==== INFORMATION GIVEN

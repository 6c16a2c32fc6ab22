//! Telegram adapter: turns updates into funnel events and notices into messages

pub mod bot;
pub mod handlers;
pub mod keyboards;
pub mod notifications;
pub mod texts;

pub use bot::{Command, create_bot, setup_bot_commands};
pub use handlers::{HandlerDeps, HandlerError, schema};
pub use keyboards::JoinLinks;
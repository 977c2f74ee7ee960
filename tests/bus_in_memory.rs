//! End-to-end bus tests over the in-memory transport.
//!
//! Exercises the full pipeline - receive, decode, handler fan-out,
//! ack/nack, backoff, redelivery - without external infrastructure.

use std::sync::atomic::{AtomicUsize, Ordering};
use std::sync::{Arc, Mutex};
use std::time::Duration;

use serde::{Deserialize, Serialize};
use tokio::time::Instant;

use herald::{
    Bus, FixedBackoff, HandlerError, HandlerRegistry, InMemoryQueue, ListenerConfig, Monitor,
    QueueTransport, RecordingMonitor, SerializationRegister,
};

#[derive(Debug, Clone, Serialize, Deserialize)]
struct OrderAccepted {
    order_id: String,
}

#[derive(Debug, Clone, Serialize, Deserialize)]
struct OrderCancelled {
    order_id: String,
    reason: String,
}

fn serialization() -> SerializationRegister {
    let mut register = SerializationRegister::new();
    register.register::<OrderAccepted>("OrderAccepted");
    register.register::<OrderCancelled>("OrderCancelled");
    register
}

fn fast_listener() -> ListenerConfig {
    ListenerConfig::default().with_wait_time(Duration::from_millis(20))
}

async fn wait_until(mut condition: impl FnMut() -> bool, timeout: Duration) -> bool {
    let deadline = Instant::now() + timeout;
    while Instant::now() < deadline {
        if condition() {
            return true;
        }
        tokio::time::sleep(Duration::from_millis(10)).await;
    }
    condition()
}

#[tokio::test]
async fn successful_messages_are_deleted_exactly_once() {
    let handled = Arc::new(AtomicUsize::new(0));
    let mut handlers = HandlerRegistry::new();
    {
        let handled = Arc::clone(&handled);
        handlers.add_fn::<OrderAccepted, _, _>(move |_order| {
            let handled = Arc::clone(&handled);
            async move {
                handled.fetch_add(1, Ordering::SeqCst);
                Ok(true)
            }
        });
    }

    let queue = Arc::new(InMemoryQueue::new("orders"));
    let monitor = Arc::new(RecordingMonitor::new());
    let bus = Bus::builder()
        .serialization(serialization())
        .handlers(handlers)
        .monitor(Arc::clone(&monitor) as Arc<dyn Monitor>)
        .listener_config(fast_listener())
        .subscribe(Arc::clone(&queue) as Arc<dyn QueueTransport>)
        .build();

    bus.start().await.unwrap();
    for i in 0..3 {
        queue
            .send("OrderAccepted", format!(r#"{{"order_id":"o-{}"}}"#, i))
            .await;
    }

    assert!(
        wait_until(
            || handled.load(Ordering::SeqCst) == 3,
            Duration::from_secs(2)
        )
        .await
    );
    bus.stop().await;

    assert_eq!(queue.deleted_count().await, 3);
    assert_eq!(queue.visibility_change_count().await, 0);
    assert_eq!(monitor.handled_count(), 3);
    assert_eq!(monitor.failed_count(), 0);
}

#[tokio::test]
async fn failed_messages_are_nacked_with_the_configured_backoff() {
    let mut handlers = HandlerRegistry::new();
    handlers.add_fn::<OrderAccepted, _, _>(|_order| async {
        Err(HandlerError::failed("boom"))
    });

    let errors = Arc::new(Mutex::new(Vec::new()));
    let queue = Arc::new(InMemoryQueue::new("orders"));
    let monitor = Arc::new(RecordingMonitor::new());
    let bus = {
        let errors = Arc::clone(&errors);
        Bus::builder()
            .serialization(serialization())
            .handlers(handlers)
            .backoff(FixedBackoff(Duration::from_secs(240)))
            .monitor(Arc::clone(&monitor) as Arc<dyn Monitor>)
            .on_error(move |cause, raw| {
                errors
                    .lock()
                    .unwrap()
                    .push((cause.is_some(), raw.message_id.clone()));
            })
            .listener_config(fast_listener())
            .subscribe(Arc::clone(&queue) as Arc<dyn QueueTransport>)
            .build()
    };

    bus.start().await.unwrap();
    let message_id = queue.send("OrderAccepted", r#"{"order_id":"o-1"}"#).await;

    {
        let errors = Arc::clone(&errors);
        assert!(
            wait_until(
                move || !errors.lock().unwrap().is_empty(),
                Duration::from_secs(2)
            )
            .await
        );
    }
    bus.stop().await;

    assert_eq!(queue.deleted_count().await, 0);
    let changes = queue.visibility_changes().await;
    assert_eq!(changes.len(), 1);
    assert_eq!(changes[0].1, Duration::from_secs(240));
    assert_eq!(*errors.lock().unwrap(), vec![(true, message_id)]);
    assert_eq!(monitor.failed_count(), 1);
}

#[tokio::test]
async fn nacked_messages_redeliver_and_eventually_succeed() {
    let attempts = Arc::new(Mutex::new(Vec::new()));
    let mut handlers = HandlerRegistry::new();
    {
        let attempts = Arc::clone(&attempts);
        handlers.add_fn::<OrderAccepted, _, _>(move |_order| {
            let attempts = Arc::clone(&attempts);
            async move {
                let context = herald::context::current()
                    .ok_or_else(|| HandlerError::failed("no ambient context"))?;
                let attempt = context.message.receive_count;
                attempts.lock().unwrap().push(attempt);
                Ok(attempt >= 3)
            }
        });
    }

    let queue = Arc::new(InMemoryQueue::new("orders"));
    let monitor = Arc::new(RecordingMonitor::new());
    let bus = Bus::builder()
        .serialization(serialization())
        .handlers(handlers)
        .backoff(FixedBackoff(Duration::from_millis(30)))
        .monitor(Arc::clone(&monitor) as Arc<dyn Monitor>)
        .listener_config(fast_listener())
        .subscribe(Arc::clone(&queue) as Arc<dyn QueueTransport>)
        .build();

    bus.start().await.unwrap();
    queue.send("OrderAccepted", r#"{"order_id":"o-1"}"#).await;

    {
        let queue = Arc::clone(&queue);
        let deadline = Instant::now() + Duration::from_secs(5);
        while queue.deleted_count().await < 1 && Instant::now() < deadline {
            tokio::time::sleep(Duration::from_millis(10)).await;
        }
    }
    bus.stop().await;

    assert_eq!(*attempts.lock().unwrap(), vec![1, 2, 3]);
    assert_eq!(queue.deleted_count().await, 1);
    assert_eq!(monitor.failed_count(), 2);
    assert_eq!(monitor.handled_count(), 1);
}

#[tokio::test]
async fn undecodable_messages_do_not_stop_the_listener() {
    let handled = Arc::new(AtomicUsize::new(0));
    let errors = Arc::new(AtomicUsize::new(0));
    let mut handlers = HandlerRegistry::new();
    {
        let handled = Arc::clone(&handled);
        handlers.add_fn::<OrderAccepted, _, _>(move |_order| {
            let handled = Arc::clone(&handled);
            async move {
                handled.fetch_add(1, Ordering::SeqCst);
                Ok(true)
            }
        });
    }

    let queue = Arc::new(InMemoryQueue::new("orders"));
    let bus = {
        let errors = Arc::clone(&errors);
        Bus::builder()
            .serialization(serialization())
            .handlers(handlers)
            .on_error(move |cause, _raw| {
                assert!(cause.is_some());
                errors.fetch_add(1, Ordering::SeqCst);
            })
            .listener_config(fast_listener())
            .subscribe(Arc::clone(&queue) as Arc<dyn QueueTransport>)
            .build()
    };

    bus.start().await.unwrap();
    // A subject nobody registered, then a healthy message behind it.
    queue.send("NeverRegistered", "{}").await;
    queue.send("OrderAccepted", r#"{"order_id":"o-2"}"#).await;

    assert!(
        wait_until(
            || handled.load(Ordering::SeqCst) == 1 && errors.load(Ordering::SeqCst) == 1,
            Duration::from_secs(2)
        )
        .await
    );
    bus.stop().await;

    assert_eq!(queue.deleted_count().await, 1);
    assert_eq!(queue.visibility_change_count().await, 1);
}

#[tokio::test]
async fn concurrent_dispatches_observe_their_own_context() {
    let mismatches = Arc::new(AtomicUsize::new(0));
    let processed = Arc::new(AtomicUsize::new(0));
    let mut handlers = HandlerRegistry::new();
    {
        let mismatches = Arc::clone(&mismatches);
        let processed = Arc::clone(&processed);
        handlers.add_fn::<OrderAccepted, _, _>(move |_order| {
            let mismatches = Arc::clone(&mismatches);
            let processed = Arc::clone(&processed);
            async move {
                let context = herald::context::current()
                    .ok_or_else(|| HandlerError::failed("no ambient context"))?;
                tokio::time::sleep(Duration::from_millis(20)).await;
                if context.message.subject.as_deref() != Some("OrderAccepted") {
                    mismatches.fetch_add(1, Ordering::SeqCst);
                }
                processed.fetch_add(1, Ordering::SeqCst);
                Ok(true)
            }
        });
    }
    {
        let mismatches = Arc::clone(&mismatches);
        let processed = Arc::clone(&processed);
        handlers.add_fn::<OrderCancelled, _, _>(move |_order| {
            let mismatches = Arc::clone(&mismatches);
            let processed = Arc::clone(&processed);
            async move {
                let context = herald::context::current()
                    .ok_or_else(|| HandlerError::failed("no ambient context"))?;
                tokio::time::sleep(Duration::from_millis(20)).await;
                if context.message.subject.as_deref() != Some("OrderCancelled") {
                    mismatches.fetch_add(1, Ordering::SeqCst);
                }
                processed.fetch_add(1, Ordering::SeqCst);
                Ok(true)
            }
        });
    }

    let queue = Arc::new(InMemoryQueue::new("orders"));
    let bus = Bus::builder()
        .serialization(serialization())
        .handlers(handlers)
        .listener_config(fast_listener())
        .subscribe(Arc::clone(&queue) as Arc<dyn QueueTransport>)
        .build();

    bus.start().await.unwrap();
    for i in 0..4 {
        queue
            .send("OrderAccepted", format!(r#"{{"order_id":"o-{}"}}"#, i))
            .await;
        queue
            .send(
                "OrderCancelled",
                format!(r#"{{"order_id":"o-{}","reason":"test"}}"#, i),
            )
            .await;
    }

    assert!(
        wait_until(
            || processed.load(Ordering::SeqCst) == 8,
            Duration::from_secs(2)
        )
        .await
    );
    bus.stop().await;

    assert_eq!(mismatches.load(Ordering::SeqCst), 0);
    assert_eq!(queue.deleted_count().await, 8);
}

#[tokio::test]
async fn stop_drains_before_returning() {
    let started_handling = Arc::new(AtomicUsize::new(0));
    let mut handlers = HandlerRegistry::new();
    {
        let started_handling = Arc::clone(&started_handling);
        handlers.add_fn::<OrderAccepted, _, _>(move |_order| {
            let started_handling = Arc::clone(&started_handling);
            async move {
                started_handling.fetch_add(1, Ordering::SeqCst);
                tokio::time::sleep(Duration::from_millis(50)).await;
                Ok(true)
            }
        });
    }

    let queue = Arc::new(InMemoryQueue::new("orders"));
    let bus = Bus::builder()
        .serialization(serialization())
        .handlers(handlers)
        .listener_config(fast_listener())
        .subscribe(Arc::clone(&queue) as Arc<dyn QueueTransport>)
        .build();

    bus.start().await.unwrap();
    queue.send("OrderAccepted", r#"{"order_id":"o-1"}"#).await;

    assert!(
        wait_until(
            || started_handling.load(Ordering::SeqCst) == 1,
            Duration::from_secs(2)
        )
        .await
    );

    // stop() cancels the dispatch cooperatively and still returns cleanly;
    // the un-acked message stays in flight for natural redelivery.
    bus.stop().await;

    assert_eq!(queue.deleted_count().await + queue.in_flight_len().await, 1);
}
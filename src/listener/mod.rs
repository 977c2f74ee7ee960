//! Per-queue polling loop.
//!
//! One [`QueueListener`] owns one queue subscription: it receives bounded
//! batches, fans each message out to the dispatcher under a semaphore so a
//! burst cannot spawn unbounded work, and backs off with jitter when the
//! transport errors. Cancellation stops new receives and drains in-flight
//! dispatches before the loop returns.

use std::sync::Arc;
use std::time::Duration;

use backon::{BackoffBuilder, ExponentialBuilder};
use tokio::sync::Semaphore;
use tokio::task::JoinSet;
use tokio::time::Instant;
use tokio_util::sync::CancellationToken;
use tracing::{error, info};

use crate::dispatch::Dispatcher;
use crate::monitor::Monitor;
use crate::transport::{QueueName, QueueTransport};

/// Receive and fan-out tuning for one queue subscription.
#[derive(Debug, Clone)]
pub struct ListenerConfig {
    /// Max messages per receive call.
    pub max_messages: usize,
    /// Long-poll wait when the queue is empty.
    pub wait_time: Duration,
    /// Max concurrently in-flight dispatches for this queue.
    pub concurrency: usize,
}

impl Default for ListenerConfig {
    fn default() -> Self {
        Self {
            max_messages: 10,
            wait_time: Duration::from_secs(20),
            concurrency: 8,
        }
    }
}

impl ListenerConfig {
    pub fn with_max_messages(mut self, max_messages: usize) -> Self {
        self.max_messages = max_messages;
        self
    }

    pub fn with_wait_time(mut self, wait_time: Duration) -> Self {
        self.wait_time = wait_time;
        self
    }

    pub fn with_concurrency(mut self, concurrency: usize) -> Self {
        self.concurrency = concurrency.max(1);
        self
    }
}

/// Polling loop for one queue.
pub struct QueueListener {
    transport: Arc<dyn QueueTransport>,
    dispatcher: Dispatcher,
    monitor: Arc<dyn Monitor>,
    config: ListenerConfig,
}

impl QueueListener {
    pub fn new(
        transport: Arc<dyn QueueTransport>,
        dispatcher: Dispatcher,
        monitor: Arc<dyn Monitor>,
        config: ListenerConfig,
    ) -> Self {
        Self {
            transport,
            dispatcher,
            monitor,
            config,
        }
    }

    pub fn queue(&self) -> &QueueName {
        self.transport.queue()
    }

    /// Run until `cancel` fires, then drain in-flight dispatches.
    pub async fn run(self, cancel: CancellationToken) {
        let semaphore = Arc::new(Semaphore::new(self.config.concurrency.max(1)));
        let mut in_flight: JoinSet<()> = JoinSet::new();

        // Backoff between failed receives, reset after a successful one.
        let backoff_builder = ExponentialBuilder::default()
            .with_min_delay(Duration::from_millis(100))
            .with_max_delay(Duration::from_secs(30))
            .with_jitter();
        let mut receive_backoff = backoff_builder.build();

        info!(queue = %self.transport.queue(), "Queue listener started");

        'listen: loop {
            // Reap completed dispatches so the set does not grow unbounded.
            while in_flight.try_join_next().is_some() {}

            let started = Instant::now();
            let received = tokio::select! {
                _ = cancel.cancelled() => break 'listen,
                received = self.transport.receive(self.config.max_messages, self.config.wait_time) => received,
            };

            let batch = match received {
                Ok(batch) => {
                    receive_backoff = backoff_builder.build();
                    self.monitor
                        .received(self.transport.queue(), batch.len(), started.elapsed());
                    batch
                }
                Err(e) => {
                    let delay = receive_backoff.next().unwrap_or(Duration::from_secs(30));
                    error!(
                        queue = %self.transport.queue(),
                        error = %e,
                        backoff_ms = %delay.as_millis(),
                        "Receive failed, backing off"
                    );
                    tokio::select! {
                        _ = cancel.cancelled() => break 'listen,
                        _ = tokio::time::sleep(delay) => {}
                    }
                    continue;
                }
            };

            for raw in batch {
                // Backpressure: wait for dispatch capacity before accepting
                // the next message. Cancellation here leaves the remainder
                // of the batch unacked for natural redelivery.
                let permit = tokio::select! {
                    _ = cancel.cancelled() => break 'listen,
                    permit = Arc::clone(&semaphore).acquire_owned() => match permit {
                        Ok(permit) => permit,
                        Err(_) => break 'listen,
                    },
                };

                let dispatcher = self.dispatcher.clone();
                let transport = Arc::clone(&self.transport);
                let cancel = cancel.clone();
                in_flight.spawn(async move {
                    let _permit = permit;
                    dispatcher.dispatch(transport.as_ref(), raw, &cancel).await;
                });
            }
        }

        while in_flight.join_next().await.is_some() {}
        info!(queue = %self.transport.queue(), "Queue listener stopped");
    }
}
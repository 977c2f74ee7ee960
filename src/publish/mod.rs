//! Message publishing.
//!
//! The encode half of the serialization register, driven end-to-end: a
//! [`Publisher`] turns a typed message into a subject-tagged payload and
//! hands it to the wire. [`SnsPublisher`] maps each subject to its own SNS
//! topic so SQS queues can subscribe per message type.

use std::collections::HashMap;
use std::sync::Arc;

use async_trait::async_trait;
use aws_config::BehaviorVersion;
use aws_sdk_sns::types::MessageAttributeValue;
use aws_sdk_sns::Client as SnsClient;
use tokio::sync::RwLock;
use tracing::{debug, info};

use crate::serialization::{Message, SerializationError, SerializationRegister};
use crate::transport::SUBJECT_ATTR;

/// Errors that can occur while publishing.
#[derive(Debug, thiserror::Error)]
pub enum PublishError {
    #[error("Connection failed: {0}")]
    Connection(String),

    #[error("Publish failed: {0}")]
    Failed(String),

    #[error(transparent)]
    Serialization(#[from] SerializationError),
}

/// Publishes typed messages to the wire.
#[async_trait]
pub trait Publisher: Send + Sync {
    async fn publish(&self, message: &dyn Message) -> Result<(), PublishError>;
}

/// Configuration for the AWS SNS connection.
#[derive(Clone, Debug)]
pub struct SnsConfig {
    /// AWS region (e.g., "us-east-1"). Uses default provider chain if not set.
    pub region: Option<String>,
    /// Custom endpoint URL (for LocalStack or testing).
    pub endpoint_url: Option<String>,
    /// Topic prefix (default: "herald").
    pub topic_prefix: String,
}

impl Default for SnsConfig {
    fn default() -> Self {
        Self {
            region: None,
            endpoint_url: None,
            topic_prefix: "herald".to_string(),
        }
    }
}

impl SnsConfig {
    pub fn new() -> Self {
        Self::default()
    }

    /// Set AWS region.
    pub fn with_region(mut self, region: impl Into<String>) -> Self {
        self.region = Some(region.into());
        self
    }

    /// Set custom endpoint URL (for LocalStack or testing).
    pub fn with_endpoint(mut self, url: impl Into<String>) -> Self {
        self.endpoint_url = Some(url.into());
        self
    }

    /// Set topic prefix.
    pub fn with_topic_prefix(mut self, prefix: impl Into<String>) -> Self {
        self.topic_prefix = prefix.into();
        self
    }

    /// Build the SNS topic name for a subject.
    /// Uses dashes instead of dots for AWS compatibility.
    pub fn topic_for_subject(&self, subject: &str) -> String {
        let sanitized = subject.replace('.', "-");
        format!("{}-{}", self.topic_prefix, sanitized)
    }
}

/// AWS SNS implementation of [`Publisher`].
///
/// Messages are published to one topic per subject, named
/// `{topic_prefix}-{subject}`. The subject travels as a message attribute
/// so raw-delivery SQS subscribers can route without parsing the body.
pub struct SnsPublisher {
    sns: SnsClient,
    serialization: Arc<SerializationRegister>,
    config: SnsConfig,
    /// Cache of SNS topic ARNs by topic name.
    topic_arns: RwLock<HashMap<String, String>>,
}

impl SnsPublisher {
    pub async fn new(
        config: SnsConfig,
        serialization: Arc<SerializationRegister>,
    ) -> Result<Self, PublishError> {
        let mut loader = aws_config::defaults(BehaviorVersion::latest());

        if let Some(ref region) = config.region {
            loader = loader.region(aws_config::Region::new(region.clone()));
        }

        if let Some(ref endpoint) = config.endpoint_url {
            loader = loader.endpoint_url(endpoint);
        }

        let aws_config = loader.load().await;
        let sns = SnsClient::new(&aws_config);

        info!(
            region = ?config.region,
            endpoint = ?config.endpoint_url,
            topic_prefix = %config.topic_prefix,
            "Connected to SNS"
        );

        Ok(Self {
            sns,
            serialization,
            config,
            topic_arns: RwLock::new(HashMap::new()),
        })
    }

    /// Get or create the SNS topic ARN for a subject.
    async fn get_or_create_topic(&self, subject: &str) -> Result<String, PublishError> {
        let topic_name = self.config.topic_for_subject(subject);

        {
            let arns = self.topic_arns.read().await;
            if let Some(arn) = arns.get(&topic_name) {
                return Ok(arn.clone());
            }
        }

        // create_topic is idempotent - returns the existing topic's ARN.
        let result = self
            .sns
            .create_topic()
            .name(&topic_name)
            .send()
            .await
            .map_err(|e| PublishError::Failed(format!("Failed to create SNS topic: {}", e)))?;

        let arn = result
            .topic_arn()
            .ok_or_else(|| PublishError::Failed("SNS create_topic returned no ARN".to_string()))?
            .to_string();

        {
            let mut arns = self.topic_arns.write().await;
            arns.insert(topic_name.clone(), arn.clone());
        }

        info!(topic = %topic_name, arn = %arn, "Created/found SNS topic");
        Ok(arn)
    }
}

#[async_trait]
impl Publisher for SnsPublisher {
    async fn publish(&self, message: &dyn Message) -> Result<(), PublishError> {
        let (subject, payload) = self.serialization.encode(message)?;
        let topic_arn = self.get_or_create_topic(&subject).await?;

        let subject_attr = MessageAttributeValue::builder()
            .data_type("String")
            .string_value(&subject)
            .build()
            .map_err(|e| PublishError::Failed(format!("Failed to build attribute: {}", e)))?;

        self.sns
            .publish()
            .topic_arn(&topic_arn)
            .message(&payload)
            .subject(&subject)
            .message_attributes(SUBJECT_ATTR, subject_attr)
            .send()
            .await
            .map_err(|e| PublishError::Failed(format!("Failed to publish to SNS: {}", e)))?;

        debug!(subject = %subject, topic_arn = %topic_arn, "Published message");
        Ok(())
    }
}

========

Every line above with the string "cause" in it needs to be copied.

            .on_error(move |cause, raw| {
                    .push((cause.is_some(), raw.message_id.clone()));
            .on_error(move |cause, _raw| {
                assert!(cause.is_some());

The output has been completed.